Number of lines below with the word "response": give it and nothing more.

++++++

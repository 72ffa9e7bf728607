//! Sensitive data masking for request/response payloads
//!
//! Payloads reach the logger in several shapes: raw body bytes, body text,
//! an already-decoded JSON object, or some other value. [`Payload`] names
//! those shapes so masking can dispatch on them explicitly.
//!
//! Masking walks every object entry:
//! - an object value is walked recursively;
//! - an array value has each of its object elements walked, other
//!   elements are left alone;
//! - any other value is replaced by [`MASK`] when its key is sensitive.
//!
//! Bodies that are not a JSON object (malformed text, top-level arrays)
//! pass through untouched. Masking never fails.

use serde_json::{Map, Value};
use tdrlog_core_types::{MaskingPolicy, MASK};

/// A request or response body in whatever shape the caller has it
#[derive(Debug, Clone, PartialEq)]
pub enum Payload {
    RawBytes(Vec<u8>),
    RawText(String),
    Mapping(Map<String, Value>),
    Other(Value),
}

impl From<Vec<u8>> for Payload {
    fn from(bytes: Vec<u8>) -> Self {
        Payload::RawBytes(bytes)
    }
}

impl From<&[u8]> for Payload {
    fn from(bytes: &[u8]) -> Self {
        Payload::RawBytes(bytes.to_vec())
    }
}

impl From<String> for Payload {
    fn from(text: String) -> Self {
        Payload::RawText(text)
    }
}

impl From<&str> for Payload {
    fn from(text: &str) -> Self {
        Payload::RawText(text.to_string())
    }
}

impl From<Map<String, Value>> for Payload {
    fn from(map: Map<String, Value>) -> Self {
        Payload::Mapping(map)
    }
}

impl From<Value> for Payload {
    fn from(value: Value) -> Self {
        match value {
            Value::Object(map) => Payload::Mapping(map),
            Value::String(text) => Payload::RawText(text),
            other => Payload::Other(other),
        }
    }
}

/// Mask a payload according to `policy`
///
/// Raw bytes and text are decoded when they hold a JSON object and come
/// back as [`Payload::Mapping`]; otherwise they are returned unchanged.
pub fn mask(payload: Option<Payload>, policy: &MaskingPolicy) -> Option<Payload> {
    payload.map(|p| mask_payload(p, policy))
}

fn mask_payload(payload: Payload, policy: &MaskingPolicy) -> Payload {
    match payload {
        Payload::RawBytes(bytes) => match parse_object(&bytes) {
            Some(map) => Payload::Mapping(mask_map(map, policy)),
            None => Payload::RawBytes(bytes),
        },
        Payload::RawText(text) | Payload::Other(Value::String(text)) => {
            match parse_object(text.as_bytes()) {
                Some(map) => Payload::Mapping(mask_map(map, policy)),
                None => Payload::RawText(text),
            }
        }
        Payload::Mapping(map) => Payload::Mapping(mask_map(map, policy)),
        other @ Payload::Other(_) => other,
    }
}

/// Mask an object, reusing its allocation
pub fn mask_map(mut map: Map<String, Value>, policy: &MaskingPolicy) -> Map<String, Value> {
    mask_object(&mut map, policy);
    map
}

fn mask_object(map: &mut Map<String, Value>, policy: &MaskingPolicy) {
    for (key, value) in map.iter_mut() {
        match value {
            Value::Object(inner) => mask_object(inner, policy),
            Value::Array(items) => {
                for item in items.iter_mut() {
                    if let Value::Object(inner) = item {
                        mask_object(inner, policy);
                    }
                }
            }
            _ if policy.is_sensitive_key(key) => *value = Value::String(MASK.to_string()),
            _ => {}
        }
    }
}

fn parse_object(bytes: &[u8]) -> Option<Map<String, Value>> {
    if bytes.is_empty() {
        return None;
    }
    serde_json::from_slice(bytes).ok()
}

/// Render a payload as a field value
///
/// Text and bytes holding a JSON object become that object; anything else
/// stays a string. An absent payload is `null`.
pub fn normalize(payload: Option<Payload>) -> Value {
    match payload {
        None => Value::Null,
        Some(Payload::RawBytes(bytes)) => match parse_object(&bytes) {
            Some(map) => Value::Object(map),
            None => Value::String(String::from_utf8_lossy(&bytes).into_owned()),
        },
        Some(Payload::RawText(text)) => unwrap_json_text(text),
        Some(Payload::Mapping(map)) => Value::Object(map),
        Some(Payload::Other(Value::String(text))) => unwrap_json_text(text),
        Some(Payload::Other(value)) => value,
    }
}

/// Expand text that holds a JSON object, keep any other text as a string
pub fn unwrap_json_text(text: String) -> Value {
    match parse_object(text.as_bytes()) {
        Some(map) => Value::Object(map),
        None => Value::String(text),
    }
}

++++++

**RESULT OF THIS TASK:** 2